Kesejahteraan sosial adalah sering didefinisikan sebagai penjumlahan
dari kesejahteraan semua individu di masyarakat. Kesejahteraan dapat
diukur baik secara kardinal yang dalam dollar (rupiah) atau “utils”,
atau diukur secara ordinal dalam terminology nilai guna yang relatif.
Metoda kardinal adalah jarang digunakan sekarang ini oleh karena
permasalahan agregat yang membuat ketelitian dari metoda tersebut
diragukan. Ada dua sisi dari ekonomi kesejahteraan, yaitu efisiensi
ekonomi dan distribusi pendapatan. Efisiensi ekonomi adalah positif
lebih luas dan berhadapan dengan " ukuran dari kue". Distribusi
Pendapatan adalah jauh lebih normatif dan berhadapan dengan " pembagian
atas kue".
2. Pengertian Ekonomi Kesejahteraan Syariah
Ekonomi
kesejahteraan konvensional hanya menekankan pada kesejahteraan material
saja, dengan mengabaikan kesejahteraan spiritual dan moral. Ekonomi
kesejahteraan syariah bertujuan mencapai kesejahteraan manusia secara
menyeluruh, yaitu kesejahteraan material, kesejahteraan spiritual dan
moral. Konsep ekonomi kesejahteraan syariah bukan saja berdasarkan
manifestasi nilai ekonomi, tetapi juga nilai moral dan spiritual, nilai
sosial dan nilai politik Islami. Dengan demikian ekonomi kesejahteraan
syariah mempunyai konsep lebih komprehensif (Mannan, 1970:358).
Ekonomi
kesejahteraan syariah dapat didefinisikan sebagai suatu cabang ilmu
ekonomi yang membantu merealisasikan kesejahteraan manusia melalui suatu
alokasi dan distribusi sumber-sumber daya langka yang seirama dengan
tujuan, tanpa mengekang kebebasan individu, menciptakan keseimbangan
makroekonomi dan ekologi yang berkepanjangan, atau melemahkan
solidaritas keluarga dan sosial serta jaringan moral masyarakat. Tujuan
mendorong kesejahteraan manusia akan membantu menyediakan suatu arah
yang tegas baik bagi pembahasan teoritis maupun resep kebijakan (Chapra,
2001:108).
Pendekatan Ekonomi Kesejahteraan Konvensional dan Ekonomi Kesejahteraan Syariah.

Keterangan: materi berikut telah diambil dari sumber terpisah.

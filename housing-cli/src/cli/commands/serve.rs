use anyhow::Result;

use crate::api::{AppState, create_app, run_server};
use crate::config::{Settings, repository};

pub async fn handle_serve_command(mut settings: Settings, bind: Option<String>) -> Result<()> {
    if let Some(bind) = bind {
        settings.bind = bind;
    }
    if settings.uses_default_secret() {
        log::warn!("Using the default signing key; set HOUSING_SECRET_KEY before exposing the API");
    }

    let pool = repository::connect(&settings.database_url).await?;
    let addr = settings.bind.clone();
    let app = create_app(AppState::new(pool, settings));
    run_server(app, &addr).await
}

1. Pendekatan Ekonomi Kesejahteraan Konvensional
Ada
dua pendekatan yang dapat diambil terhadap ekonomi kesejahteraan, yaitu
pendekatan Neo-Klasik dan pendekatan ekonomi kesejahteraan yang baru.

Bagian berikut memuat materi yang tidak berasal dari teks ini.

//! Community repository

use anyhow::{Context, Result};
use chrono::Utc;
use serde::{Deserialize, Serialize};
use sqlx::sqlite::SqliteRow;
use sqlx::{QueryBuilder, Row, Sqlite, SqlitePool};

use crate::records::{Community, CommunityRef, CommunityUpdate, NewCommunity};

pub const DEFAULT_LIMIT: i64 = 100;
pub const MAX_LIMIT: i64 = 500;

pub(crate) fn default_limit() -> i64 {
    DEFAULT_LIMIT
}

/// Listing filter for communities
#[derive(Debug, Clone, PartialEq, Serialize, Deserialize)]
pub struct CommunityFilter {
    #[serde(default)]
    pub district: Option<String>,
    #[serde(default)]
    pub skip: i64,
    #[serde(default = "default_limit")]
    pub limit: i64,
}

impl Default for CommunityFilter {
    fn default() -> Self {
        Self {
            district: None,
            skip: 0,
            limit: DEFAULT_LIMIT,
        }
    }
}

const COMMUNITY_COLUMNS: [&str; 16] = [
    "id",
    "name",
    "district",
    "address",
    "property_fee",
    "parking",
    "build_year",
    "metro",
    "primary_school",
    "middle_school",
    "environment_score",
    "photos",
    "videos",
    "notes",
    "created_at",
    "updated_at",
];

/// Select list for a joined community table `alias`, each column renamed
/// with `prefix` (`c.id AS c_id, ...`)
pub(super) fn prefixed_community_columns(alias: &str, prefix: &str) -> String {
    COMMUNITY_COLUMNS
        .iter()
        .map(|column| format!("{alias}.{column} AS {prefix}{column}"))
        .collect::<Vec<_>>()
        .join(", ")
}

fn community_from_row(row: &SqliteRow) -> Result<Community> {
    community_from_prefixed_row(row, "")
}

/// Map community columns read under `prefix`
pub(super) fn community_from_prefixed_row(row: &SqliteRow, prefix: &str) -> Result<Community> {
    let col = |name: &str| format!("{}{}", prefix, name);
    Ok(Community {
        id: row.try_get(col("id").as_str())?,
        name: row.try_get(col("name").as_str())?,
        district: row.try_get(col("district").as_str())?,
        address: row.try_get(col("address").as_str())?,
        property_fee: row.try_get(col("property_fee").as_str())?,
        parking: row.try_get(col("parking").as_str())?,
        build_year: row.try_get(col("build_year").as_str())?,
        metro: row.try_get(col("metro").as_str())?,
        primary_school: row.try_get(col("primary_school").as_str())?,
        middle_school: row.try_get(col("middle_school").as_str())?,
        environment_score: row.try_get(col("environment_score").as_str())?,
        photos: row.try_get(col("photos").as_str())?,
        videos: row.try_get(col("videos").as_str())?,
        notes: row.try_get(col("notes").as_str())?,
        created_at: row.try_get(col("created_at").as_str())?,
        updated_at: row.try_get(col("updated_at").as_str())?,
    })
}

/// Insert a community and return its id
pub async fn insert_community(pool: &SqlitePool, community: &NewCommunity) -> Result<i64> {
    let now = Utc::now();
    let result = sqlx::query(
        r#"
        INSERT INTO communities (
            name, district, address, property_fee, parking, build_year, metro,
            primary_school, middle_school, environment_score, photos, videos, notes,
            created_at, updated_at
        ) VALUES (?, ?, ?, ?, ?, ?, ?, ?, ?, ?, ?, ?, ?, ?, ?)
        "#,
    )
    .bind(&community.name)
    .bind(&community.district)
    .bind(&community.address)
    .bind(&community.property_fee)
    .bind(&community.parking)
    .bind(community.build_year)
    .bind(&community.metro)
    .bind(&community.primary_school)
    .bind(&community.middle_school)
    .bind(community.environment_score)
    .bind(&community.photos)
    .bind(&community.videos)
    .bind(&community.notes)
    .bind(now)
    .bind(now)
    .execute(pool)
    .await
    .context("Failed to insert community")?;

    Ok(result.last_insert_rowid())
}

/// Insert a community and return the stored record
pub async fn create_community(pool: &SqlitePool, community: &NewCommunity) -> Result<Community> {
    let id = insert_community(pool, community).await?;
    get_community(pool, id)
        .await?
        .with_context(|| format!("Community {} vanished after insert", id))
}

pub async fn get_community(pool: &SqlitePool, id: i64) -> Result<Option<Community>> {
    let row = sqlx::query("SELECT * FROM communities WHERE id = ?")
        .bind(id)
        .fetch_optional(pool)
        .await
        .context("Failed to get community")?;

    row.as_ref().map(community_from_row).transpose()
}

/// List communities, optionally restricted to one district
pub async fn list_communities(pool: &SqlitePool, filter: &CommunityFilter) -> Result<Vec<Community>> {
    let mut query: QueryBuilder<Sqlite> = QueryBuilder::new("SELECT * FROM communities");
    if let Some(district) = &filter.district {
        query.push(" WHERE district = ").push_bind(district.clone());
    }
    query
        .push(" ORDER BY id LIMIT ")
        .push_bind(filter.limit)
        .push(" OFFSET ")
        .push_bind(filter.skip);

    let rows = query
        .build()
        .fetch_all(pool)
        .await
        .context("Failed to list communities")?;

    rows.iter().map(community_from_row).collect()
}

/// Every community, oldest first
pub async fn list_all_communities(pool: &SqlitePool) -> Result<Vec<Community>> {
    let rows = sqlx::query("SELECT * FROM communities ORDER BY id")
        .fetch_all(pool)
        .await
        .context("Failed to list communities")?;

    rows.iter().map(community_from_row).collect()
}

/// Id and name of every community, oldest first
pub async fn list_community_refs(pool: &SqlitePool) -> Result<Vec<CommunityRef>> {
    let rows: Vec<(i64, String)> = sqlx::query_as("SELECT id, name FROM communities ORDER BY id")
        .fetch_all(pool)
        .await
        .context("Failed to list community names")?;

    Ok(rows
        .into_iter()
        .map(|(id, name)| CommunityRef { id, name })
        .collect())
}

/// Apply a partial update. Returns `None` when the community does not exist.
pub async fn update_community(
    pool: &SqlitePool,
    id: i64,
    update: CommunityUpdate,
) -> Result<Option<Community>> {
    let Some(mut community) = get_community(pool, id).await? else {
        return Ok(None);
    };

    community.apply_update(update);
    community.updated_at = Utc::now();

    sqlx::query(
        r#"
        UPDATE communities SET
            name = ?, district = ?, address = ?, property_fee = ?, parking = ?,
            build_year = ?, metro = ?, primary_school = ?, middle_school = ?,
            environment_score = ?, photos = ?, videos = ?, notes = ?, updated_at = ?
        WHERE id = ?
        "#,
    )
    .bind(&community.name)
    .bind(&community.district)
    .bind(&community.address)
    .bind(&community.property_fee)
    .bind(&community.parking)
    .bind(community.build_year)
    .bind(&community.metro)
    .bind(&community.primary_school)
    .bind(&community.middle_school)
    .bind(community.environment_score)
    .bind(&community.photos)
    .bind(&community.videos)
    .bind(&community.notes)
    .bind(community.updated_at)
    .bind(id)
    .execute(pool)
    .await
    .context("Failed to update community")?;

    Ok(Some(community))
}

/// Delete a community and, through the foreign key, its properties.
/// Returns whether a row was deleted.
pub async fn delete_community(pool: &SqlitePool, id: i64) -> Result<bool> {
    let result = sqlx::query("DELETE FROM communities WHERE id = ?")
        .bind(id)
        .execute(pool)
        .await
        .context("Failed to delete community")?;

    Ok(result.rows_affected() > 0)
}

#[cfg(test)]
mod tests {
    use super::*;
    use crate::config::repository::{create_property, get_property, test_pool};
    use crate::records::NewProperty;

    fn new_community(name: &str, district: &str) -> NewCommunity {
        NewCommunity {
            name: name.to_string(),
            district: Some(district.to_string()),
            ..Default::default()
        }
    }

    #[tokio::test]
    async fn test_create_and_get() {
        let pool = test_pool().await;
        let created = create_community(&pool, &new_community("A", "徐汇区")).await.unwrap();

        let fetched = get_community(&pool, created.id).await.unwrap().unwrap();
        assert_eq!(fetched, created);
        assert!(get_community(&pool, created.id + 100).await.unwrap().is_none());
    }

    #[tokio::test]
    async fn test_list_filters_by_district_and_pages() {
        let pool = test_pool().await;
        for (name, district) in [("A", "徐汇区"), ("B", "静安区"), ("C", "徐汇区"), ("D", "徐汇区")] {
            create_community(&pool, &new_community(name, district)).await.unwrap();
        }

        let filter = CommunityFilter {
            district: Some("徐汇区".to_string()),
            ..Default::default()
        };
        let names: Vec<_> = list_communities(&pool, &filter)
            .await
            .unwrap()
            .into_iter()
            .map(|c| c.name)
            .collect();
        assert_eq!(names, vec!["A", "C", "D"]);

        let page = CommunityFilter {
            district: None,
            skip: 1,
            limit: 2,
        };
        let names: Vec<_> = list_communities(&pool, &page)
            .await
            .unwrap()
            .into_iter()
            .map(|c| c.name)
            .collect();
        assert_eq!(names, vec!["B", "C"]);
    }

    #[tokio::test]
    async fn test_update_is_partial() {
        let pool = test_pool().await;
        let mut new = new_community("A", "徐汇区");
        new.build_year = Some(1999);
        let created = create_community(&pool, &new).await.unwrap();

        let update = CommunityUpdate {
            name: Some("A2".to_string()),
            ..Default::default()
        };
        let updated = update_community(&pool, created.id, update).await.unwrap().unwrap();
        assert_eq!(updated.name, "A2");
        assert_eq!(updated.build_year, Some(1999));

        let fetched = get_community(&pool, created.id).await.unwrap().unwrap();
        assert_eq!(fetched.name, "A2");

        let missing = update_community(&pool, 999, CommunityUpdate::default()).await.unwrap();
        assert!(missing.is_none());
    }

    #[tokio::test]
    async fn test_delete_cascades_to_properties() {
        let pool = test_pool().await;
        let community = create_community(&pool, &new_community("A", "徐汇区")).await.unwrap();
        let property = create_property(
            &pool,
            &NewProperty {
                community_id: community.id,
                area: Some(50.0),
                price: Some(200.0),
                ..Default::default()
            },
        )
        .await
        .unwrap();

        assert!(delete_community(&pool, community.id).await.unwrap());
        assert!(get_property(&pool, property.id).await.unwrap().is_none());
        assert!(!delete_community(&pool, community.id).await.unwrap());
    }

    #[tokio::test]
    async fn test_refs_in_id_order() {
        let pool = test_pool().await;
        create_community(&pool, &new_community("B", "x")).await.unwrap();
        create_community(&pool, &new_community("A", "x")).await.unwrap();

        let refs = list_community_refs(&pool).await.unwrap();
        assert_eq!(refs.len(), 2);
        assert_eq!(refs[0].name, "B");
        assert!(refs[0].id < refs[1].id);
    }
}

Pendekatan Neo-klasik telah dikembangkan oleh Pigou, Bentham, Sidgwich,
Edgeworth, dan Marshall. Pendekatan Neo-Klasik berasumsi bahwa nilai
guna merupakan kardinal dan konsumsi tambahan itu menyediakan
peningkatan yang semakin kecil dalam nilai guna (diminishing marginal
utility). Pendekatan Neo-Klasik lebih lanjut berasumsi bahwa semua
individu mempunyai fungsi nilai guna yang serupa, oleh karena itu hal
tersebut mempunyai makna untuk membandingkan nilai guna individu dengan
nilai guna milik orang lain. Oleh karena asumsi ini, hal tersebut
memungkinkan untuk membangun suatu fungsi kesejahteraan sosial dengan
hanya menjumlahkan seluruh fungsi nilai guna individu.
Pendekatan
ekonomi kesejahteraan yang baru didasarkan pada yang dikerjaan oleh
Pareto, Hicks, Kaldor, Boulding, Arrow, Robbin, Scitovsky, Galbrairh dan
Sen). Pendekatan ekonomi kesejahteraan yang baru dengan tegas
mengenalkan perbedaan antara bagian efisiensi dari disiplin dan bagian
distribusi serta memperlakukannya dengan cara yang berbeda. Pertanyaan
dari efisiensi ditaksir dengan ukuran-ukuran seperti efisiensi Pareto
dan uji kompensasi Kaldor-Hicks, sedangkan pertanyaan dari distribusi
pendapatan dicakup di dalam spesifikasi fungsi kesejahteraan sosial.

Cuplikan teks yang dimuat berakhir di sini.